» YOUR ASSIGNMENT:
All entries below are to be copied precisely as they appear.

BEGIN DATA SUPPLIED

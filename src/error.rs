//! Client-level error types shared across the request client, transports, and stores.

// self
use crate::_prelude::*;

/// Client-wide result type alias returning [`Error`] by default.
pub type Result<T, E = Error> = std::result::Result<T, E>;

type BoxError = Box<dyn std::error::Error + Send + Sync>;

/// Message surfaced when the backend rejected the credential and no refresh could recover it.
pub const UNAUTHORIZED_MESSAGE: &str = "Unauthorized. Please sign in again.";
/// Fallback message for failed responses that carry no usable text.
pub const GENERIC_API_MESSAGE: &str = "API Error";

/// Canonical client error exposed by public APIs.
#[derive(Debug, ThisError)]
pub enum Error {
	/// Credential storage failure.
	#[error("{0}")]
	Storage(
		#[from]
		#[source]
		crate::store::StoreError,
	),
	/// Local configuration problem.
	#[error(transparent)]
	Config(#[from] ConfigError),
	/// Transport failure (DNS, TCP, TLS, timeouts).
	#[error(transparent)]
	Transport(#[from] TransportError),

	/// The backend rejected the credential and the refresh cycle could not recover it.
	#[error("Unauthorized. Please sign in again.")]
	Unauthorized,
	/// The backend answered with a non-success status other than 401.
	#[error("{message}")]
	Api {
		/// HTTP status code returned by the backend.
		status: u16,
		/// Backend-provided message, raw body text, or [`GENERIC_API_MESSAGE`].
		message: String,
		/// Retry-After hint from upstream, if supplied.
		retry_after: Option<Duration>,
	},
	/// The response declared JSON but the body could not be parsed.
	#[error("Response from {endpoint} is not valid JSON.")]
	Decode {
		/// Endpoint that produced the body.
		endpoint: String,
		/// Underlying parser failure.
		#[source]
		source: serde_json::Error,
	},
	/// The response payload does not match the schema declared by the caller.
	#[error("Response from {endpoint} is malformed at `{path}`.")]
	MalformedResponse {
		/// Endpoint that produced the payload.
		endpoint: String,
		/// JSON path of the first offending field.
		path: String,
		/// Structured decoding failure.
		#[source]
		source: serde_path_to_error::Error<serde_json::Error>,
	},
}
impl Error {
	/// Returns `true` when the error means the caller must sign in again.
	pub fn is_unauthorized(&self) -> bool {
		matches!(self, Self::Unauthorized)
	}

	/// Returns `true` when the call exceeded its time bound.
	pub fn is_timeout(&self) -> bool {
		matches!(self, Self::Transport(TransportError::Timeout { .. }))
	}

	/// HTTP status associated with the failure, when one was received.
	pub fn status(&self) -> Option<u16> {
		match self {
			Self::Unauthorized => Some(401),
			Self::Api { status, .. } => Some(*status),
			_ => None,
		}
	}

	pub(crate) fn malformed(
		endpoint: impl Into<String>,
		source: serde_path_to_error::Error<serde_json::Error>,
	) -> Self {
		Self::MalformedResponse {
			endpoint: endpoint.into(),
			path: source.path().to_string(),
			source,
		}
	}
}

/// Configuration and validation failures raised by the client.
#[derive(Debug, ThisError)]
pub enum ConfigError {
	/// HTTP client could not be constructed.
	#[error("HTTP client could not be constructed.")]
	HttpClientBuild {
		/// Underlying transport builder failure.
		#[source]
		source: BoxError,
	},
	/// Base URL cannot be parsed.
	#[error("Base URL is invalid.")]
	InvalidBaseUrl {
		/// Underlying parsing failure.
		#[source]
		source: url::ParseError,
	},
	/// Base URL uses a scheme other than http(s).
	#[error("Base URL must use http or https: {url}.")]
	UnsupportedScheme {
		/// Offending URL.
		url: String,
	},
	/// Base URL carries a query string or fragment.
	#[error("Base URL must not carry a query or fragment: {url}.")]
	BaseUrlHasQuery {
		/// Offending URL.
		url: String,
	},
	/// Endpoint path does not start with `/`.
	#[error("Endpoint `{endpoint}` must start with `/`.")]
	InvalidEndpoint {
		/// Offending endpoint string.
		endpoint: String,
	},
	/// Timeout must be positive.
	#[error("Request timeout must be greater than zero.")]
	ZeroTimeout,
	/// Environment variable holds an unparseable value.
	#[error("Environment variable {name} is invalid: {reason}.")]
	InvalidEnv {
		/// Variable name.
		name: &'static str,
		/// Parser-supplied reason.
		reason: String,
	},
	/// Request body could not be serialized.
	#[error("Request body could not be serialized.")]
	BodySerialization(#[from] serde_json::Error),
}
impl ConfigError {
	/// Wraps a transport's builder failure inside [`ConfigError`].
	pub fn http_client_build(src: impl 'static + Send + Sync + std::error::Error) -> Self {
		Self::HttpClientBuild { source: Box::new(src) }
	}
}
#[cfg(feature = "reqwest")]
impl From<ReqwestError> for ConfigError {
	fn from(e: ReqwestError) -> Self {
		Self::http_client_build(e)
	}
}

/// Transport-level failures (network, IO, time bounds).
#[derive(Debug, ThisError)]
pub enum TransportError {
	/// Underlying HTTP client reported a network failure.
	#[error("Network error")]
	Network {
		/// Transport-specific network error.
		#[source]
		source: BoxError,
	},
	/// The call did not complete within its time bound.
	#[error("Request timed out after {after:?}.")]
	Timeout {
		/// Bound that was exceeded.
		after: Duration,
	},
	/// Underlying IO failure surfaced during transport.
	#[error("Network error")]
	Io(#[from] std::io::Error),
}
impl TransportError {
	/// Wraps a transport-specific network error.
	pub fn network(src: impl 'static + Send + Sync + std::error::Error) -> Self {
		Self::Network { source: Box::new(src) }
	}
}

#[cfg(test)]
mod tests {
	// self
	use super::*;

	#[test]
	fn api_error_displays_backend_message_verbatim() {
		let err = Error::Api { status: 422, message: "Insufficient balance".into(), retry_after: None };

		assert_eq!(err.to_string(), "Insufficient balance");
		assert_eq!(err.status(), Some(422));
	}

	#[test]
	fn transport_failures_read_as_network_errors() {
		let io = std::io::Error::new(std::io::ErrorKind::ConnectionReset, "reset by peer");
		let err: Error = TransportError::from(io).into();

		assert_eq!(err.to_string(), "Network error");
		assert!(!err.is_timeout());
	}

	#[test]
	fn unauthorized_uses_sign_in_prompt() {
		assert_eq!(Error::Unauthorized.to_string(), UNAUTHORIZED_MESSAGE);
		assert!(Error::Unauthorized.is_unauthorized());
	}

	#[test]
	fn timeout_is_reported_distinctly() {
		let err: Error = TransportError::Timeout { after: Duration::from_secs(3) }.into();

		assert!(err.is_timeout());
		assert_eq!(err.to_string(), "Request timed out after 3s.");
	}
}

END DATA SUPPLIED

» TASK ANSWER:
filename src/error.rs
//! Client-level error types shared across the request client, transports, and stores.

// self
use crate::_prelude::*;

/// Client-wide result type alias returning [`Error`] by default.
pub type Result<T, E = Error> = std::result::Result<T, E>;

type BoxError = Box<dyn std::error::Error + Send + Sync>;

/// Message surfaced when the backend rejected the credential and no refresh could recover it.
pub const UNAUTHORIZED_MESSAGE: &str = "Unauthorized. Please sign in again.";
/// Fallback message for failed responses that carry no usable text.
pub const GENERIC_API_MESSAGE: &str = "API Error";

/// Canonical client error exposed by public APIs.
#[derive(Debug, ThisError)]
pub enum Error {
	/// Credential storage failure.
	#[error("{0}")]
	Storage(
		#[from]
		#[source]
		crate::store::StoreError,
	),
	/// Local configuration problem.
	#[error(transparent)]
	Config(#[from] ConfigError),
	/// Transport failure (DNS, TCP, TLS, timeouts).
	#[error(transparent)]
	Transport(#[from] TransportError),

	/// The backend rejected the credential and the refresh cycle could not recover it.
	#[error("Unauthorized. Please sign in again.")]
	Unauthorized,
	/// The backend answered with a non-success status other than 401.
	#[error("{message}")]
	Api {
		/// HTTP status code returned by the backend.
		status: u16,
		/// Backend-provided message, raw body text, or [`GENERIC_API_MESSAGE`].
		message: String,
		/// Retry-After hint from upstream, if supplied.
		retry_after: Option<Duration>,
	},
	/// The response declared JSON but the body could not be parsed.
	#[error("Response from {endpoint} is not valid JSON.")]
	Decode {
		/// Endpoint that produced the body.
		endpoint: String,
		/// Underlying parser failure.
		#[source]
		source: serde_json::Error,
	},
	/// The response payload does not match the schema declared by the caller.
	#[error("Response from {endpoint} is malformed at `{path}`.")]
	MalformedResponse {
		/// Endpoint that produced the payload.
		endpoint: String,
		/// JSON path of the first offending field.
		path: String,
		/// Structured decoding failure.
		#[source]
		source: serde_path_to_error::Error<serde_json::Error>,
	},
}
impl Error {
	/// Returns `true` when the error means the caller must sign in again.
	pub fn is_unauthorized(&self) -> bool {
		matches!(self, Self::Unauthorized)
	}

	/// Returns `true` when the call exceeded its time bound.
	pub fn is_timeout(&self) -> bool {
		matches!(self, Self::Transport(TransportError::Timeout { .. }))
	}

	/// HTTP status associated with the failure, when one was received.
	pub fn status(&self) -> Option<u16> {
		match self {
			Self::Unauthorized => Some(401),
			Self::Api { status, .. } => Some(*status),
			_ => None,
		}
	}

	pub(crate) fn malformed(
		endpoint: impl Into<String>,
		source: serde_path_to_error::Error<serde_json::Error>,
	) -> Self {
		Self::MalformedResponse {
			endpoint: endpoint.into(),
			path: source.path().to_string(),
			source,
		}
	}
}

/// Configuration and validation failures raised by the client.
#[derive(Debug, ThisError)]
pub enum ConfigError {
	/// HTTP client could not be constructed.
	#[error("HTTP client could not be constructed.")]
	HttpClientBuild {
		/// Underlying transport builder failure.
		#[source]
		source: BoxError,
	},
	/// Base URL cannot be parsed.
	#[error("Base URL is invalid.")]
	InvalidBaseUrl {
		/// Underlying parsing failure.
		#[source]
		source: url::ParseError,
	},
	/// Base URL uses a scheme other than http(s).
	#[error("Base URL must use http or https: {url}.")]
	UnsupportedScheme {
		/// Offending URL.
		url: String,
	},
	/// Base URL carries a query string or fragment.
	#[error("Base URL must not carry a query or fragment: {url}.")]
	BaseUrlHasQuery {
		/// Offending URL.
		url: String,
	},
	/// Endpoint path does not start with `/`.
	#[error("Endpoint `{endpoint}` must start with `/`.")]
	InvalidEndpoint {
		/// Offending endpoint string.
		endpoint: String,
	},
	/// Timeout must be positive.
	#[error("Request timeout must be greater than zero.")]
	ZeroTimeout,
	/// Environment variable holds an unparseable value.
	#[error("Environment variable {name} is invalid: {reason}.")]
	InvalidEnv {
		/// Variable name.
		name: &'static str,
		/// Parser-supplied reason.
		reason: String,
	},
	/// Request body could not be serialized.
	#[error("Request body could not be serialized.")]
	BodySerialization(#[from] serde_json::Error),
}
impl ConfigError {
	/// Wraps a transport's builder failure inside [`ConfigError`].
	pub fn http_client_build(src: impl 'static + Send + Sync + std::error::Error) -> Self {
		Self::HttpClientBuild { source: Box::new(src) }
	}
}
#[cfg(feature = "reqwest")]
impl From<ReqwestError> for ConfigError {
	fn from(e: ReqwestError) -> Self {
		Self::http_client_build(e)
	}
}

/// Transport-level failures (network, IO, time bounds).
#[derive(Debug, ThisError)]
pub enum TransportError {
	/// Underlying HTTP client reported a network failure.
	#[error("Network error")]
	Network {
		/// Transport-specific network error.
		#[source]
		source: BoxError,
	},
	/// The call did not complete within its time bound.
	#[error("Request timed out after {after:?}.")]
	Timeout {
		/// Bound that was exceeded.
		after: Duration,
	},
	/// Underlying IO failure surfaced during transport.
	#[error("Network error")]
	Io(#[from] std::io::Error),
}
impl TransportError {
	/// Wraps a transport-specific network error.
	pub fn network(src: impl 'static + Send + Sync + std::error::Error) -> Self {
		Self::Network { source: Box::new(src) }
	}
}

#[cfg(test)]
mod tests {
	// self
	use super::*;

	#[test]
	fn api_error_displays_backend_message_verbatim() {
		let err = Error::Api { status: 422, message: "Insufficient balance".into(), retry_after: None };

		assert_eq!(err.to_string(), "Insufficient balance");
		assert_eq!(err.status(), Some(422));
	}

	#[test]
	fn transport_failures_read_as_network_errors() {
		let io = std::io::Error::new(std::io::ErrorKind::ConnectionReset, "reset by peer");
		let err: Error = TransportError::from(io).into();

		assert_eq!(err.to_string(), "Network error");
		assert!(!err.is_timeout());
	}

	#[test]
	fn unauthorized_uses_sign_in_prompt() {
		assert_eq!(Error::Unauthorized.to_string(), UNAUTHORIZED_MESSAGE);
		assert!(Error::Unauthorized.is_unauthorized());
	}

	#[test]
	fn timeout_is_reported_distinctly() {
		let err: Error = TransportError::Timeout { after: Duration::from_secs(3) }.into();

		assert!(err.is_timeout());
		assert_eq!(err.to_string(), "Request timed out after 3s.");
	}
}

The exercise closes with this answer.